On Tue, Jul 6, 2021 at 7:02 PM Sandro Bonazzola <sbonazzo@redhat.com> wrote:


Il giorno mar 6 lug 2021 alle ore 17:33 Nir Soffer <nsoffer@redhat.com> ha scritto:
On Tue, Jul 6, 2021 at 5:58 PM Scott Worthington
<scott.c.worthington@gmail.com> wrote:
>
>
>
> On Tue, Jul 6, 2021 at 8:13 AM Nir Soffer <nsoffer@redhat.com> wrote:
>>
>> On Tue, Jul 6, 2021 at 2:29 PM Sandro Bonazzola <sbonazzo@redhat.com> wrote:
>>>
>>>
>>>
>>> Il giorno mar 6 lug 2021 alle ore 13:03 Nir Soffer <nsoffer@redhat.com> ha scritto:
>>>>
>>>> On Tue, Jul 6, 2021 at 1:11 PM Nathanaël Blanchet <blanchet@abes.fr> wrote:
>>>> > We are installing UPS powerchute client on hypervisors.
>>>> >
>>>> > What is the default vms behaviour of running vms when an hypervisor is
>>>> > ordered to shutdown: do the vms live migrate or do they shutdown
>>>> > properly (even the restart on an other host because of HA) ?
>>>>
>>>> In general VMs are not restarted after an unexpected shutdown, but HA VMs
>>>> are restarted after failures.
>>>>
>>>> If the HA VM has a lease, it can restart safely on another host regardless of
>>>> the original host status.

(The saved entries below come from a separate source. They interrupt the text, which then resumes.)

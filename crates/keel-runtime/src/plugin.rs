#![forbid(unsafe_code)]

//! Plugin hooks around every store mutation.
//!
//! A [`StorePlugin`] can observe store creation and teardown, veto a change
//! before it commits, and observe it after it commits. The
//! [`PluginPipeline`] runs plugins in registration order.
//!
//! # Invariants
//!
//! 1. A plugin instance registered several times (globally and per store)
//!    runs once; identity is the `Rc` allocation.
//! 2. Before-hooks short-circuit: the first veto or error skips the rest.
//! 3. After-hooks run only for committed changes, and all of them run even if
//!    one fails; the first failure is reported.
//! 4. Hooks run synchronously and must not mutate the store they are
//!    attached to. The store rejects such calls with
//!    [`StoreError::Reentrant`](crate::StoreError::Reentrant).

use std::rc::Rc;

use serde::Serialize;

use crate::error::{Hook, PluginError};

/// Everything a hook knows about one mutation attempt.
///
/// Built fresh for every attempt and never persisted.
#[derive(Debug)]
pub struct PluginContext<'a, S> {
    /// Store being mutated.
    pub store_name: &'a str,
    /// Action label supplied by the caller.
    pub action: &'a str,
    /// Committed state before the mutation.
    pub prev_state: &'a Rc<S>,
    /// Candidate (before-hooks) or committed (after-hooks) state.
    pub next_state: &'a Rc<S>,
    /// Milliseconds since the Unix epoch.
    pub timestamp: u64,
}

/// Verdict of a before-change hook.
#[derive(Debug, Clone, Copy, PartialEq, Eq, Default)]
pub enum Decision {
    /// Let the mutation continue.
    #[default]
    Proceed,
    /// Drop the mutation; the store reports `NoChange`.
    Veto,
}

/// Lifecycle hooks around a store of state `S`.
///
/// Every hook defaults to a no-op, so a plugin implements only what it needs.
///
/// ```
/// use keel_runtime::plugin::{Decision, PluginContext, StorePlugin};
/// use keel_runtime::PluginError;
///
/// struct ReadOnlyCheckout;
///
/// impl<S> StorePlugin<S> for ReadOnlyCheckout {
///     fn name(&self) -> &str {
///         "read-only-checkout"
///     }
///
///     fn on_before_change(&self, ctx: &PluginContext<'_, S>) -> Result<Decision, PluginError> {
///         Ok(if ctx.action == "setPaymentMethod" {
///             Decision::Veto
///         } else {
///             Decision::Proceed
///         })
///     }
/// }
/// ```
pub trait StorePlugin<S> {
    /// Name used in logs and errors.
    fn name(&self) -> &str {
        std::any::type_name::<Self>()
    }

    /// Called once per store, after its first state is resolved.
    fn on_store_init(&self, _store_name: &str, _initial: &Rc<S>) -> Result<(), PluginError> {
        Ok(())
    }

    /// Called before a candidate state commits. Returning
    /// [`Decision::Veto`] or an error aborts the mutation.
    fn on_before_change(&self, _ctx: &PluginContext<'_, S>) -> Result<Decision, PluginError> {
        Ok(Decision::Proceed)
    }

    /// Called after a change committed, was persisted and recorded.
    fn on_after_change(&self, _ctx: &PluginContext<'_, S>) -> Result<(), PluginError> {
        Ok(())
    }

    /// Called once when the store is destroyed. Release per-store resources.
    fn on_store_destroy(&self, _store_name: &str) -> Result<(), PluginError> {
        Ok(())
    }
}

fn same_plugin<S>(a: &Rc<dyn StorePlugin<S>>, b: &Rc<dyn StorePlugin<S>>) -> bool {
    std::ptr::addr_eq(Rc::as_ptr(a), Rc::as_ptr(b))
}

/// Ordered, identity-deduplicated plugin list.
pub struct PluginPipeline<S> {
    plugins: Vec<Rc<dyn StorePlugin<S>>>,
}

impl<S> Clone for PluginPipeline<S> {
    fn clone(&self) -> Self {
        Self {
            plugins: self.plugins.clone(),
        }
    }
}

impl<S> Default for PluginPipeline<S> {
    fn default() -> Self {
        Self::new()
    }
}

impl<S> PluginPipeline<S> {
    /// Empty pipeline.
    #[must_use]
    pub fn new() -> Self {
        Self {
            plugins: Vec::new(),
        }
    }

    /// Append `plugin` unless the same instance is already registered.
    ///
    /// Returns whether it was added.
    pub fn register(&mut self, plugin: Rc<dyn StorePlugin<S>>) -> bool {
        if self.plugins.iter().any(|p| same_plugin(p, &plugin)) {
            return false;
        }
        self.plugins.push(plugin);
        true
    }

    /// Register several plugins in order.
    pub fn extend(&mut self, plugins: impl IntoIterator<Item = Rc<dyn StorePlugin<S>>>) {
        for plugin in plugins {
            self.register(plugin);
        }
    }

    /// Number of distinct plugins.
    #[must_use]
    pub fn len(&self) -> usize {
        self.plugins.len()
    }

    /// Whether no plugin is registered.
    #[must_use]
    pub fn is_empty(&self) -> bool {
        self.plugins.is_empty()
    }

    /// Plugin names in invocation order.
    #[must_use]
    pub fn names(&self) -> Vec<String> {
        self.plugins.iter().map(|p| p.name().to_string()).collect()
    }

    /// Run `on_store_init` on every plugin; stops at the first failure.
    pub fn init(&self, store_name: &str, initial: &Rc<S>) -> Result<(), PluginError> {
        for plugin in &self.plugins {
            plugin
                .on_store_init(store_name, initial)
                .map_err(|e| e.located(plugin.name(), Hook::Init))?;
        }
        Ok(())
    }

    /// Run before-hooks in order.
    ///
    /// Returns the name of the vetoing plugin, if any.
    pub fn before(&self, ctx: &PluginContext<'_, S>) -> Result<Option<String>, PluginError> {
        for plugin in &self.plugins {
            let decision = plugin
                .on_before_change(ctx)
                .map_err(|e| e.located(plugin.name(), Hook::BeforeChange))?;
            if decision == Decision::Veto {
                return Ok(Some(plugin.name().to_string()));
            }
        }
        Ok(None)
    }

    /// Run every after-hook; report the first failure.
    pub fn after(&self, ctx: &PluginContext<'_, S>) -> Result<(), PluginError> {
        let mut first = None;
        for plugin in &self.plugins {
            if let Err(err) = plugin.on_after_change(ctx) {
                first.get_or_insert(err.located(plugin.name(), Hook::AfterChange));
            }
        }
        first.map_or(Ok(()), Err)
    }

    /// Run every destroy hook; report the first failure.
    pub fn destroy(&self, store_name: &str) -> Result<(), PluginError> {
        let mut first = None;
        for plugin in &self.plugins {
            if let Err(err) = plugin.on_store_destroy(store_name) {
                first.get_or_insert(err.located(plugin.name(), Hook::Destroy));
            }
        }
        first.map_or(Ok(()), Err)
    }
}

impl<S> std::fmt::Debug for PluginPipeline<S> {
    fn fmt(&self, f: &mut std::fmt::Formatter<'_>) -> std::fmt::Result {
        f.debug_struct("PluginPipeline")
            .field("plugins", &self.names())
            .finish()
    }
}

/// Logs every committed change and its structural diff through `tracing`.
#[derive(Debug, Clone, Copy, Default)]
pub struct TracingPlugin;

impl<S: Serialize> StorePlugin<S> for TracingPlugin {
    fn name(&self) -> &str {
        "tracing"
    }

    fn on_store_init(&self, store_name: &str, _initial: &Rc<S>) -> Result<(), PluginError> {
        tracing::debug!(store = store_name, "store_init");
        Ok(())
    }

    fn on_after_change(&self, ctx: &PluginContext<'_, S>) -> Result<(), PluginError> {
        match keel_core::diff_states(&**ctx.prev_state, &**ctx.next_state) {
            Ok(changes) => {
                for change in &changes {
                    tracing::debug!(store = ctx.store_name, action = ctx.action, %change, "state_change");
                }
            }
            Err(err) => {
                tracing::warn!(store = ctx.store_name, action = ctx.action, error = %err, "state_change_undiffable");
            }
        }
        Ok(())
    }

    fn on_store_destroy(&self, store_name: &str) -> Result<(), PluginError> {
        tracing::debug!(store = store_name, "store_destroy");
        Ok(())
    }
}

#[cfg(test)]
mod tests {
    use super::*;
    use std::cell::RefCell;

    struct Recorder {
        label: &'static str,
        log: Rc<RefCell<Vec<String>>>,
        veto: bool,
        fail_after: bool,
    }

    impl Recorder {
        fn new(label: &'static str, log: &Rc<RefCell<Vec<String>>>) -> Self {
            Self {
                label,
                log: Rc::clone(log),
                veto: false,
                fail_after: false,
            }
        }
    }

    impl StorePlugin<u32> for Recorder {
        fn name(&self) -> &str {
            self.label
        }

        fn on_before_change(&self, _ctx: &PluginContext<'_, u32>) -> Result<Decision, PluginError> {
            self.log.borrow_mut().push(format!("{}:before", self.label));
            Ok(if self.veto {
                Decision::Veto
            } else {
                Decision::Proceed
            })
        }

        fn on_after_change(&self, _ctx: &PluginContext<'_, u32>) -> Result<(), PluginError> {
            self.log.borrow_mut().push(format!("{}:after", self.label));
            if self.fail_after {
                return Err(PluginError::new("after failed"));
            }
            Ok(())
        }
    }

    fn ctx<'a>(prev: &'a Rc<u32>, next: &'a Rc<u32>) -> PluginContext<'a, u32> {
        PluginContext {
            store_name: "counter",
            action: "inc",
            prev_state: prev,
            next_state: next,
            timestamp: 0,
        }
    }

    #[test]
    fn same_instance_registers_once() {
        let log = Rc::new(RefCell::new(Vec::new()));
        let shared: Rc<dyn StorePlugin<u32>> = Rc::new(Recorder::new("a", &log));
        let mut pipeline = PluginPipeline::new();
        assert!(pipeline.register(Rc::clone(&shared)));
        assert!(!pipeline.register(Rc::clone(&shared)));
        assert!(pipeline.register(Rc::new(Recorder::new("a", &log))));
        assert_eq!(pipeline.len(), 2);
    }

    #[test]
    fn veto_short_circuits_in_order() {
        let log = Rc::new(RefCell::new(Vec::new()));
        let mut vetoing = Recorder::new("guard", &log);
        vetoing.veto = true;
        let mut pipeline: PluginPipeline<u32> = PluginPipeline::new();
        pipeline.register(Rc::new(Recorder::new("first", &log)));
        pipeline.register(Rc::new(vetoing));
        pipeline.register(Rc::new(Recorder::new("last", &log)));

        let (prev, next) = (Rc::new(0), Rc::new(1));
        let veto = pipeline.before(&ctx(&prev, &next)).unwrap();
        assert_eq!(veto.as_deref(), Some("guard"));
        assert_eq!(*log.borrow(), vec!["first:before", "guard:before"]);
    }

    #[test]
    fn after_hooks_all_run_and_first_error_wins() {
        let log = Rc::new(RefCell::new(Vec::new()));
        let mut failing = Recorder::new("broken", &log);
        failing.fail_after = true;
        let mut pipeline: PluginPipeline<u32> = PluginPipeline::new();
        pipeline.register(Rc::new(failing));
        pipeline.register(Rc::new(Recorder::new("tail", &log)));

        let (prev, next) = (Rc::new(0), Rc::new(1));
        let err = pipeline.after(&ctx(&prev, &next)).unwrap_err();
        assert_eq!(err.plugin, "broken");
        assert_eq!(err.hook, Some(Hook::AfterChange));
        assert_eq!(*log.borrow(), vec!["broken:after", "tail:after"]);
    }

    #[test]
    fn default_name_is_type_name() {
        struct Quiet;
        impl StorePlugin<u32> for Quiet {}
        let plugin: Rc<dyn StorePlugin<u32>> = Rc::new(Quiet);
        assert!(plugin.name().ends_with("Quiet"));
    }

    #[test]
    fn tracing_plugin_never_vetoes() {
        let (prev, next) = (Rc::new(1_u32), Rc::new(2_u32));
        let plugin = TracingPlugin;
        let context = ctx(&prev, &next);
        assert_eq!(
            StorePlugin::<u32>::on_before_change(&plugin, &context).unwrap(),
            Decision::Proceed
        );
        assert!(StorePlugin::<u32>::on_after_change(&plugin, &context).is_ok());
    }
}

If the HA VM does not have a lease, the system must
>>>> wait until the original host is up again to check if the VM is still
>>>> running on this
>>>> host.
>>>>
>>>> Arik can add more details on this.
>>>
>>>
>>> I think the question is not related to what happens after the host is back.
>>> I think the question is what happens when the host goes down.
>>> To me, the right way to shutdown a host is putting it first to maintenance (VM evacuate to other hosts) and then shutdown.
>>
>>
>> Right, but the we don't have integration with the UPS, so engine cannot put the host
>> to maintenance when the host lose power and the UPS will shut it down after
>> few minutes.
>
>
> This is outside of the scope of oVirt team:
>
> Perhaps one could combine multiple applications ( NUT + Ansible + Nagios/Zabbix ) to notify the oVirt engine to switch a host to maintenance?
>
> NUT[0] could be configured to alert a monitoring system ( like Nagios or Zabbix) to trigger an Ansible playbook [1][2] to put the host in maintenance mode, and the trigger should happen before the UPS battery is depleted (you'll have to account for the time it takes to live migrate VMs).

I would trigger this once power is lost. You never know how much time
migration will take, so best migrate all vms immediately.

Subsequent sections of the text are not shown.